"
"Very much more, I think," said Imogen with a slight smile. "I should
think that there was very little resemblance. Your social structure is
a wholesome, natural growth, embodying ideals that, in the main, are
unconscious. We started from that and have been building ever since toward
conscious ideals."
"Well,"--Sir Basil passed over this simile, a little perplexed,--"it's very
wonderful that they shouldn't feel--inferior, you know, in our ugly sense
of the word, if they only get one side of friendship and not the other. Now
that's how we manage in England, you see; but then I'm afraid it doesn't
work out as you say it does here; I'm afraid they do feel inferior, after a
fashion."
"Only the truly inferior could feel inferiority, since they get the real
side of friendship," said Imogen, with gentle authority. "And I can't think
that, in our sense of the word, the real side is given with you. There is
conscious condescension, conscious adaptation to a standard supposed
lower."
"I see; I see"; Sir Basil murmured, looking, while still perplexed, rather
conscience-stricken; "yes, I suppose you're right."

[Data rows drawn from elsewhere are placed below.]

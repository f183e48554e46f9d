use crate::error::FetchError;
use crate::models::Place;
use reqwest::Client;
use serde_json::Value;
use std::time::Duration;
use tracing::{debug, warn};

/// Something that can produce the raw history payload for one place and day.
#[allow(async_fn_in_trait)]
pub trait HistorySource {
    async fn fetch_history(&self, place: &Place, date: &str) -> Result<Value, FetchError>;
}

/// Client for the Wunderground history endpoint:
/// `<base>/<key>/<product>_<YYYYMMDD>/q/<place>.json`
#[derive(Debug, Clone)]
pub struct WundergroundClient {
    client: Client,
    base_url: String,
    api_key: String,
    product: String,
}

impl WundergroundClient {
    pub fn new(
        base_url: &str,
        api_key: &str,
        product: &str,
        timeout: Duration,
    ) -> Result<Self, reqwest::Error> {
        let client = Client::builder().timeout(timeout).build()?;
        Ok(Self {
            client,
            base_url: base_url.trim_end_matches('/').to_string(),
            api_key: api_key.to_string(),
            product: product.to_string(),
        })
    }

    pub fn url_for(&self, place: &Place, date: &str) -> String {
        format!(
            "{}/{}/{}_{}/q/{}.json",
            self.base_url,
            self.api_key,
            self.product,
            date,
            place.id()
        )
    }

    /// URL with the key masked, for logs and errors.
    fn redacted_url(&self, place: &Place, date: &str) -> String {
        format!(
            "{}/****/{}_{}/q/{}.json",
            self.base_url,
            self.product,
            date,
            place.id()
        )
    }
}

impl HistorySource for WundergroundClient {
    async fn fetch_history(&self, place: &Place, date: &str) -> Result<Value, FetchError> {
        let url = self.url_for(place, date);
        let shown = self.redacted_url(place, date);
        debug!("Requesting {}", shown);

        let response = self
            .client
            .get(&url)
            .send()
            .await
            .map_err(|e| FetchError::Network(shown.clone(), e.without_url()))?;

        let status = response.status();
        if !status.is_success() {
            warn!("HTTP error for {}: {}", shown, status);
            return Err(FetchError::HttpStatus { url: shown, status });
        }

        response
            .json::<Value>()
            .await
            .map_err(|e| FetchError::Decode(shown, e.without_url()))
    }
}
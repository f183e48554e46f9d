pub mod observation;
pub mod place;
pub mod schema;

pub use observation::{observations_from_payload, ObservationKey, RawObservation, UtcStamp};
pub use place::Place;
pub use schema::{is_pressure_field, FieldSchema, SentinelSet};
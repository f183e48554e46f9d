use clap::{Args, Parser, Subcommand};
use std::path::PathBuf;

use crate::readers::CacheWritePolicy;
use crate::settings::{Layout, Settings};

#[derive(Parser)]
#[command(name = "weather-dataset")]
#[command(about = "Build machine-learning CSV datasets from historical weather observations")]
#[command(version)]
pub struct Cli {
    #[command(subcommand)]
    pub command: Commands,

    #[arg(short, long, global = true, help = "Enable verbose logging")]
    pub verbose: bool,

    #[arg(short, long, global = true, help = "Hide the progress bar")]
    pub quiet: bool,

    #[arg(long, global = true, help = "Log file path")]
    pub log_file: Option<PathBuf>,

    #[arg(
        short,
        long,
        global = true,
        help = "Settings file (TOML, JSON, YAML, ...); WXDATA_* variables override it"
    )]
    pub config: Option<PathBuf>,
}

/// Options shared by every command that queries observations.
#[derive(Args, Debug, Clone, Default)]
pub struct FetchArgs {
    #[arg(short, long, help = "Directory for the cache and CSV output")]
    pub output_dir: Option<PathBuf>,

    #[arg(short, long, help = "Number of days to query, ending yesterday")]
    pub days: Option<u32>,

    #[arg(
        short = 'p',
        long = "place",
        help = "Place to query, e.g. Norway/Oslo (repeatable, replaces the configured list)"
    )]
    pub places: Vec<String>,

    #[arg(long, help = "Seconds to wait after each API call (0 disables)")]
    pub rate_limit: Option<u64>,

    #[arg(long, help = "Use cached data only; no API key needed")]
    pub offline: bool,

    #[arg(long, value_enum, help = "What to do when a fetched payload cannot be cached")]
    pub cache_write_policy: Option<CacheWritePolicy>,
}

impl FetchArgs {
    pub fn apply(&self, settings: &mut Settings) {
        if let Some(dir) = &self.output_dir {
            settings.output_dir = dir.clone();
        }
        if let Some(days) = self.days {
            settings.days = days;
        }
        if !self.places.is_empty() {
            settings.places = self.places.clone();
        }
        if let Some(secs) = self.rate_limit {
            settings.rate_limit_secs = secs;
        }
        if let Some(policy) = self.cache_write_policy {
            settings.cache_write_policy = policy;
        }
    }
}

#[derive(Subcommand)]
pub enum Commands {
    /// Fetch observations and write the CSV dataset
    Generate {
        #[command(flatten)]
        fetch: FetchArgs,

        #[arg(long, value_enum)]
        layout: Option<Layout>,

        #[arg(long, help = "Do not add a target column or an unlabeled file")]
        no_target: bool,

        #[arg(long, help = "Exit with an error if any place/date pair failed")]
        fail_on_partial: bool,
    },

    /// Fill the cache without writing a dataset
    Fetch {
        #[command(flatten)]
        fetch: FetchArgs,

        #[arg(long, help = "Exit with an error if any place/date pair failed")]
        fail_on_partial: bool,
    },

    /// Show what the cache holds for each configured place
    Info {
        #[arg(short, long)]
        output_dir: Option<PathBuf>,
    },
}

impl Commands {
    /// Fold command line options into the loaded settings. The target is
    /// only kept for `generate` in the wide layout, the one place it is used.
    pub fn apply(&self, settings: &mut Settings) {
        match self {
            Commands::Generate {
                fetch,
                layout,
                no_target,
                ..
            } => {
                fetch.apply(settings);
                if let Some(layout) = layout {
                    settings.layout = *layout;
                }
                if *no_target || settings.layout == Layout::Long {
                    settings.target.enabled = false;
                }
            }
            Commands::Fetch { fetch, .. } => {
                fetch.apply(settings);
                settings.target.enabled = false;
            }
            Commands::Info { output_dir } => {
                if let Some(dir) = output_dir {
                    settings.output_dir = dir.clone();
                }
                settings.target.enabled = false;
            }
        }
    }
}

#[cfg(test)]
mod tests {
    use super::*;
    use clap::CommandFactory;

    #[test]
    fn test_cli_definition() {
        Cli::command().debug_assert();
    }

    #[test]
    fn test_generate_overrides() {
        let cli = Cli::parse_from([
            "weather-dataset",
            "generate",
            "--days",
            "3",
            "-p",
            "A/X",
            "-p",
            "A/Y",
            "--rate-limit",
            "0",
            "--layout",
            "long",
            "--no-target",
            "--cache-write-policy",
            "skip-pair",
        ]);

        let mut settings = Settings::default();
        cli.command.apply(&mut settings);

        assert_eq!(settings.days, 3);
        assert_eq!(settings.places, vec!["A/X", "A/Y"]);
        assert_eq!(settings.rate_limit_secs, 0);
        assert_eq!(settings.layout, Layout::Long);
        assert_eq!(settings.cache_write_policy, CacheWritePolicy::SkipPair);
        assert!(!settings.target.enabled);
    }

    #[test]
    fn test_target_only_checked_where_used() {
        // None of these build a target, so the default Oslo target must not
        // reject a place list without Oslo
        for args in [
            vec!["weather-dataset", "fetch", "-p", "Sweden/Uppsala", "--offline"],
            vec!["weather-dataset", "generate", "-p", "A/X", "-p", "A/Y", "--layout", "long"],
            vec!["weather-dataset", "info"],
        ] {
            let cli = Cli::parse_from(args.iter().copied());
            let mut settings = Settings::default();
            cli.command.apply(&mut settings);
            assert!(!settings.target.enabled, "{args:?}");
            assert!(settings.check().is_ok(), "{args:?}");
        }

        // Long layout coming from the settings file drops it too
        let cli = Cli::parse_from(["weather-dataset", "generate", "-p", "A/X"]);
        let mut settings = Settings {
            layout: Layout::Long,
            ..Default::default()
        };
        cli.command.apply(&mut settings);
        assert!(settings.check().is_ok());

        // Wide generate keeps the target and its checks
        let cli = Cli::parse_from(["weather-dataset", "generate", "-p", "Sweden/Uppsala"]);
        let mut settings = Settings::default();
        cli.command.apply(&mut settings);
        assert!(settings.target.enabled);
        assert!(matches!(
            settings.check(),
            Err(crate::error::ConfigError::UnknownTargetPlace(_))
        ));
    }

    #[test]
    fn test_global_flags_after_subcommand() {
        let cli = Cli::parse_from(["weather-dataset", "info", "--verbose", "-o", "cache"]);
        assert!(cli.verbose);

        let mut settings = Settings::default();
        cli.command.apply(&mut settings);
        assert_eq!(settings.output_dir, PathBuf::from("cache"));
    }
}
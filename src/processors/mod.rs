pub mod pipeline;
pub mod pivot_aggregator;
pub mod run_summary;
pub mod target_extractor;

pub use pipeline::{DatasetPipeline, PipelineOutput};
pub use pivot_aggregator::{PivotAggregator, PivotTable};
pub use run_summary::{FetchFailure, RunSummary};
pub use target_extractor::{TargetExtractor, TargetTable};
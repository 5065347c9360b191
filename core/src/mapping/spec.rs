use std::borrow::Cow;

use crate::entity::{Assign, ColumnField};

/// Binding of one entity field to a column name, fixed at configuration time.
pub(crate) struct FieldSpec<T> {
    pub(crate) field: &'static str,
    pub(crate) column: Cow<'static, str>,
    /// Missing column binds to nothing instead of failing
    pub(crate) optional: bool,
    pub(crate) assign: Assign<T>,
}

impl<T> FieldSpec<T> {
    pub(crate) fn from_column(column: ColumnField<T>) -> Self {
        Self {
            field: column.name,
            column: Cow::Borrowed(column.column),
            optional: column.optional,
            assign: column.assign,
        }
    }
}
//! Binding field specs to the column layout of one executed result set.

use compact_str::CompactString;
use hashbrown::HashMap;

use crate::cursor::Cursor;
use crate::error::{MappingError, Result};
use crate::value::Value;

use super::spec::FieldSpec;

/// Column names of one result set and their ordinals.
///
/// Lookups ignore ASCII case. When a name repeats, the first ordinal wins.
#[derive(Debug, Clone, Default)]
pub struct ColumnLayout {
    len: usize,
    ordinals: HashMap<String, usize>,
}

impl ColumnLayout {
    pub fn new<I, S>(names: I) -> Self
    where
        I: IntoIterator<Item = S>,
        S: Into<CompactString>,
    {
        let mut ordinals = HashMap::new();
        let mut len = 0;
        for (ordinal, name) in names.into_iter().enumerate() {
            let name: CompactString = name.into();
            ordinals.entry(name.as_str().to_ascii_lowercase()).or_insert(ordinal);
            len = ordinal + 1;
        }
        Self { len, ordinals }
    }

    /// Reads the layout of the cursor's current result set.
    pub fn from_cursor<C: Cursor + ?Sized>(cursor: &C) -> Result<Self> {
        let names = (0..cursor.column_count())
            .map(|ordinal| cursor.column_name(ordinal).map(CompactString::from))
            .collect::<Result<Vec<_>>>()?;
        Ok(Self::new(names))
    }

    pub fn ordinal(&self, column: &str) -> Option<usize> {
        self.ordinals.get(column.to_ascii_lowercase().as_str()).copied()
    }

    /// Number of columns, counting repeated names.
    pub fn len(&self) -> usize {
        self.len
    }

    pub fn is_empty(&self) -> bool {
        self.len == 0
    }
}

/// A field spec bound to a column ordinal.
pub(crate) struct BoundSetter<'t, T> {
    pub(crate) ordinal: usize,
    pub(crate) spec: &'t FieldSpec<T>,
}

impl<T> BoundSetter<'_, T> {
    pub(crate) fn apply(&self, entity: &mut T, value: Value<'_>) -> Result<()> {
        (self.spec.assign)(entity, value)
    }
}

/// Binds every spec to its column in `layout`.
///
/// Optional specs whose column is absent produce no setter; required ones
/// fail with [`MappingError::MissingColumn`].
pub(crate) fn bind<'t, T>(
    specs: &'t [FieldSpec<T>],
    layout: &ColumnLayout,
    result_set: usize,
    entity: &'static str,
) -> Result<Vec<BoundSetter<'t, T>>> {
    let mut setters = Vec::with_capacity(specs.len());
    for spec in specs {
        match layout.ordinal(&spec.column) {
            Some(ordinal) => setters.push(BoundSetter { ordinal, spec }),
            None if spec.optional => {}
            None => {
                return Err(MappingError::MissingColumn {
                    result_set,
                    entity,
                    field: spec.field,
                    column: spec.column.to_string(),
                });
            }
        }
    }
    Ok(setters)
}
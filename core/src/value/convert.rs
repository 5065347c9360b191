//! Value conversion trait
//!
//! [`FromValue`] converts an untyped [`Value`](super::Value) into a field
//! type. NULL converts to the type's zero value for plain types and to `None`
//! for `Option<T>`.

use std::rc::Rc;
use std::sync::Arc;

use crate::error::{MappingError, Result};

/// Trait for types that can be converted from cell values.
///
/// A cell has one of 5 storage classes: NULL, INTEGER, REAL, TEXT, BLOB.
/// This trait provides conversion methods for each of them.
///
/// # Implementation Notes
///
/// - Implement the methods that make sense for your type
/// - Return `Err` for unsupported conversions
/// - `from_null` defaults to an error; override it when the type has a
///   meaningful zero value
pub trait FromValue: Sized {
    /// Convert from a 64-bit integer value
    fn from_integer(value: i64) -> Result<Self>;

    /// Convert from a text/string value
    fn from_text(value: &str) -> Result<Self>;

    /// Convert from a real/float value
    fn from_real(value: f64) -> Result<Self>;

    /// Convert from a blob/binary value
    fn from_blob(value: &[u8]) -> Result<Self>;

    /// Convert from a NULL value (default returns error)
    fn from_null() -> Result<Self> {
        Err(MappingError::ConversionError("unexpected NULL value".into()))
    }
}

fn checked_real_to_int<T>(value: f64, type_name: &str) -> Result<T>
where
    T: TryFrom<i128>,
    <T as TryFrom<i128>>::Error: core::fmt::Display,
{
    if !value.is_finite() {
        return Err(MappingError::ConversionError(
            format!("cannot convert non-finite REAL {} to {}", value, type_name).into(),
        ));
    }

    if value % 1.0 != 0.0 {
        return Err(MappingError::ConversionError(
            format!("cannot convert non-integer REAL {} to {}", value, type_name).into(),
        ));
    }

    if value < i128::MIN as f64 || value > i128::MAX as f64 {
        return Err(MappingError::ConversionError(
            format!("REAL {} out of range for {}", value, type_name).into(),
        ));
    }

    let int_value = value as i128;
    int_value.try_into().map_err(|e| {
        MappingError::ConversionError(
            format!("REAL {} out of range for {}: {}", value, type_name, e).into(),
        )
    })
}

// =============================================================================
// Primitive implementations
// =============================================================================

/// Implements FromValue for integer types (narrowing conversion from i64)
macro_rules! impl_from_value_int {
    ($($ty:ty),+ $(,)?) => {
        $(
            impl FromValue for $ty {
                fn from_integer(value: i64) -> Result<Self> {
                    value.try_into().map_err(|e| {
                        MappingError::ConversionError(
                            format!("i64 {} out of range for {}: {}", value, stringify!($ty), e).into(),
                        )
                    })
                }

                fn from_text(value: &str) -> Result<Self> {
                    value.parse().map_err(|e| {
                        MappingError::ConversionError(
                            format!("cannot parse '{}' as {}: {}", value, stringify!($ty), e).into()
                        )
                    })
                }

                fn from_real(value: f64) -> Result<Self> {
                    checked_real_to_int(value, stringify!($ty))
                }

                fn from_blob(_value: &[u8]) -> Result<Self> {
                    Err(MappingError::ConversionError(
                        concat!("cannot convert BLOB to ", stringify!($ty)).into()
                    ))
                }

                fn from_null() -> Result<Self> {
                    Ok(0)
                }
            }
        )+
    };
}

/// Implements FromValue for float types
macro_rules! impl_from_value_float {
    ($($ty:ty),+ $(,)?) => {
        $(
            impl FromValue for $ty {
                fn from_integer(value: i64) -> Result<Self> {
                    Ok(value as $ty)
                }

                fn from_text(value: &str) -> Result<Self> {
                    value.parse().map_err(|e| {
                        MappingError::ConversionError(
                            format!("cannot parse '{}' as {}: {}", value, stringify!($ty), e).into()
                        )
                    })
                }

                fn from_real(value: f64) -> Result<Self> {
                    Ok(value as $ty)
                }

                fn from_blob(_value: &[u8]) -> Result<Self> {
                    Err(MappingError::ConversionError(
                        concat!("cannot convert BLOB to ", stringify!($ty)).into()
                    ))
                }

                fn from_null() -> Result<Self> {
                    Ok(0.0)
                }
            }
        )+
    };
}

impl_from_value_int!(i8, i16, i32, i64, isize, u8, u16, u32, u64, usize);
impl_from_value_float!(f32, f64);

impl FromValue for bool {
    fn from_integer(value: i64) -> Result<Self> {
        Ok(value != 0)
    }

    fn from_text(value: &str) -> Result<Self> {
        match value.to_lowercase().as_str() {
            "true" | "1" | "yes" | "on" => Ok(true),
            "false" | "0" | "no" | "off" => Ok(false),
            _ => Err(MappingError::ConversionError(
                format!("cannot parse '{}' as bool", value).into(),
            )),
        }
    }

    fn from_real(value: f64) -> Result<Self> {
        Ok(value != 0.0)
    }

    fn from_blob(_value: &[u8]) -> Result<Self> {
        Err(MappingError::ConversionError(
            "cannot convert BLOB to bool".into(),
        ))
    }

    fn from_null() -> Result<Self> {
        Ok(false)
    }
}

impl FromValue for String {
    fn from_integer(value: i64) -> Result<Self> {
        Ok(value.to_string())
    }

    fn from_text(value: &str) -> Result<Self> {
        Ok(value.to_string())
    }

    fn from_real(value: f64) -> Result<Self> {
        Ok(value.to_string())
    }

    fn from_blob(value: &[u8]) -> Result<Self> {
        String::from_utf8(value.to_vec()).map_err(|e| {
            MappingError::ConversionError(format!("invalid UTF-8 in BLOB: {}", e).into())
        })
    }

    fn from_null() -> Result<Self> {
        Ok(String::new())
    }
}

impl FromValue for compact_str::CompactString {
    fn from_integer(value: i64) -> Result<Self> {
        Ok(compact_str::CompactString::new(value.to_string()))
    }

    fn from_text(value: &str) -> Result<Self> {
        Ok(compact_str::CompactString::new(value))
    }

    fn from_real(value: f64) -> Result<Self> {
        Ok(compact_str::CompactString::new(value.to_string()))
    }

    fn from_blob(value: &[u8]) -> Result<Self> {
        String::from_blob(value).map(compact_str::CompactString::from)
    }

    fn from_null() -> Result<Self> {
        Ok(compact_str::CompactString::default())
    }
}

impl FromValue for Vec<u8> {
    fn from_integer(_value: i64) -> Result<Self> {
        Err(MappingError::ConversionError(
            "cannot convert INTEGER to Vec<u8>".into(),
        ))
    }

    fn from_text(value: &str) -> Result<Self> {
        Ok(value.as_bytes().to_vec())
    }

    fn from_real(_value: f64) -> Result<Self> {
        Err(MappingError::ConversionError(
            "cannot convert REAL to Vec<u8>".into(),
        ))
    }

    fn from_blob(value: &[u8]) -> Result<Self> {
        Ok(value.to_vec())
    }

    fn from_null() -> Result<Self> {
        Ok(Vec::new())
    }
}

// =============================================================================
// Wrapper implementations
// =============================================================================

impl<T: FromValue> FromValue for Option<T> {
    fn from_integer(value: i64) -> Result<Self> {
        T::from_integer(value).map(Some)
    }

    fn from_text(value: &str) -> Result<Self> {
        T::from_text(value).map(Some)
    }

    fn from_real(value: f64) -> Result<Self> {
        T::from_real(value).map(Some)
    }

    fn from_blob(value: &[u8]) -> Result<Self> {
        T::from_blob(value).map(Some)
    }

    fn from_null() -> Result<Self> {
        Ok(None)
    }
}

macro_rules! impl_from_value_wrapper {
    ($($wrapper:ident),+ $(,)?) => {
        $(
            impl<T: FromValue> FromValue for $wrapper<T> {
                fn from_integer(value: i64) -> Result<Self> {
                    T::from_integer(value).map($wrapper::new)
                }

                fn from_text(value: &str) -> Result<Self> {
                    T::from_text(value).map($wrapper::new)
                }

                fn from_real(value: f64) -> Result<Self> {
                    T::from_real(value).map($wrapper::new)
                }

                fn from_blob(value: &[u8]) -> Result<Self> {
                    T::from_blob(value).map($wrapper::new)
                }

                fn from_null() -> Result<Self> {
                    T::from_null().map($wrapper::new)
                }
            }
        )+
    };
}

impl_from_value_wrapper!(Box, Rc, Arc);

// =============================================================================
// Feature-gated types
// =============================================================================

#[cfg(feature = "uuid")]
impl FromValue for uuid::Uuid {
    fn from_integer(_value: i64) -> Result<Self> {
        Err(MappingError::ConversionError(
            "cannot convert INTEGER to UUID".into(),
        ))
    }

    fn from_text(value: &str) -> Result<Self> {
        uuid::Uuid::parse_str(value)
            .map_err(|e| MappingError::ConversionError(e.to_string().into()))
    }

    fn from_real(_value: f64) -> Result<Self> {
        Err(MappingError::ConversionError(
            "cannot convert REAL to UUID".into(),
        ))
    }

    fn from_blob(value: &[u8]) -> Result<Self> {
        uuid::Uuid::from_slice(value)
            .map_err(|e| MappingError::ConversionError(e.to_string().into()))
    }

    fn from_null() -> Result<Self> {
        Ok(uuid::Uuid::nil())
    }
}

/// Implements FromValue for chrono types stored as TEXT
#[cfg(feature = "chrono")]
macro_rules! impl_from_value_chrono_text {
    ($($ty:ty),+ $(,)?) => {
        $(
            impl FromValue for $ty {
                fn from_integer(_value: i64) -> Result<Self> {
                    Err(MappingError::ConversionError(
                        concat!("cannot convert INTEGER to ", stringify!($ty)).into(),
                    ))
                }

                fn from_text(value: &str) -> Result<Self> {
                    value.parse().map_err(|e: chrono::ParseError| {
                        MappingError::ConversionError(
                            format!("cannot parse '{}' as {}: {}", value, stringify!($ty), e).into(),
                        )
                    })
                }

                fn from_real(_value: f64) -> Result<Self> {
                    Err(MappingError::ConversionError(
                        concat!("cannot convert REAL to ", stringify!($ty)).into(),
                    ))
                }

                fn from_blob(_value: &[u8]) -> Result<Self> {
                    Err(MappingError::ConversionError(
                        concat!("cannot convert BLOB to ", stringify!($ty)).into(),
                    ))
                }

                fn from_null() -> Result<Self> {
                    Ok(<$ty>::default())
                }
            }
        )+
    };
}

#[cfg(feature = "chrono")]
impl_from_value_chrono_text!(chrono::NaiveDate, chrono::NaiveTime, chrono::NaiveDateTime);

Imogen looked as though she more than supposed it, and, feeling himself
quite worsted, Sir Basil went on to ask her further questions about the
club and kindergarten.
"What a lot of work it must all mean for you," he said.
"That, I think, is one's only right to the advantages one has--education,
taste, inherited traditions," said Imogen, willing to enlighten this
charmingly civilized, yet spiritually barbarous, interlocutor who followed
her, tall, in his delightfully outdoor-looking garments, his tie and the
tilt of his Panama hat answering her nicest sense of fitness, and his
handsome brown face, quizzical, yet very attentive, meeting her eyes on
its leafy background whenever she turned her head.